7. The method according to any one of claims 1 to 3, characterized in that, The step of determining a final defect category of the target to be classified according to the predicted defect category and the target distance specifically includes: Determining a confidence distance corresponding to the predicted defect category according to the predicted defect category; Comparing the target distance and the confidence distance; When the target distance is less than the confidence distance, determining that the predicted category is the final defect category of the target to be classified; When the target distance is greater than or equal to the confidence distance, determine that the final defect category of the target to be classified is other defects.

8. The method according to claim 7, wherein The calculation process of the confidence distance includes: Calculate the sample distance of each target sample according to the feature vector corresponding to each target sample in each defect category and the clustering center of the defect category; Sort the sample distances of the target samples in ascending order to obtain a sample distance queue; Obtain the sample distance at a preset position in the sample distance queue as the confidence distance of the defect category.

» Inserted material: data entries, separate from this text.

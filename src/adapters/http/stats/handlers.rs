//! HTTP handlers for statistics endpoints.

use std::str::FromStr;
use std::sync::Arc;

use axum::{
    extract::{Query, State},
    http::StatusCode,
    response::{IntoResponse, Response},
    Json,
};

use crate::adapters::http::error::error_response;
use crate::adapters::http::middleware::RequireAuth;
use crate::application::handlers::stats::GetStatsOverviewHandler;
use crate::domain::foundation::{DomainError, EventId, Timestamp};
use crate::domain::stats::StatsQuery;

use super::dto::{StatsParams, StatsResponse};

#[derive(Clone)]
pub struct StatsHandlers {
    overview: Arc<GetStatsOverviewHandler>,
}

impl StatsHandlers {
    pub fn new(overview: Arc<GetStatsOverviewHandler>) -> Self {
        Self { overview }
    }
}

/// GET /api/stats - per-event and per-hour counts for the account.
pub async fn get_overview(
    State(handlers): State<StatsHandlers>,
    RequireAuth(account): RequireAuth,
    Query(params): Query<StatsParams>,
) -> Response {
    let event_id = match params.event_id.as_deref().map(EventId::from_str) {
        Some(Ok(id)) => Some(id),
        Some(Err(_)) => {
            return error_response(DomainError::validation("event_id", "Malformed event id"))
        }
        None => None,
    };

    let query = StatsQuery {
        owner_id: account.user_id,
        event_id,
        from: params.from.map(Timestamp::from_datetime),
        until: params.until.map(Timestamp::from_datetime),
    };

    match handlers.overview.handle(query).await {
        Ok(overview) => (
            StatusCode::OK,
            Json(StatsResponse {
                success: true,
                overview,
            }),
        )
            .into_response(),
        Err(e) => error_response(e),
    }
}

9. The method according to any one of claims 1 to 3, characterized in that The step of inputting the target image into a defect classification model for feature extraction to obtain the feature vector of the target to be classified further includes: Obtain the text information of the target to be classified; Encode the text information to obtain encoded information; Input the encoded information into the defect classification model for feature extraction to obtain a text vector; Input the stacked feature vector and the text vector into the defect classification model, and fuse and extract to obtain a new feature vector.

10. A defect classification device, characterized in that, The device includes: An acquisition module, configured to acquire a target image, a locally magnified image, and a standard image of a target to be classified; An identification module, configured to, when determining that the locally magnified image is not a sub-image of the standard image, input the target image into a defect classification model for feature extraction to obtain the feature vector of the target to be classified, and predict the predicted defect category according to the feature vector; determine the target distance of the predicted defect category according to the feature vector and the predicted defect category of the target to be classified; and determine the actual defect category of the target to be classified according to the predicted defect category and the target distance.

11. An electronic device, characterized in that, The electronic device includes: a memory, a processor; The memory is used to store a computer program; the processor is configured to implement the defect classification method according to any one of claims 1 to 9 based on the computer program stored in the memory.

12. A computer-readable storage medium, characterized in that, A computer program is stored in the computer-readable storage medium, and when the computer program is executed by a processor, it is used to implement the defect classification method according to any one of claims 1 to 9.

13. A computer program product, characterized in that, The computer program product includes a computer program, and when the computer program is executed by a processor, it implements the defect classification method according to any one of claims 1 to 9.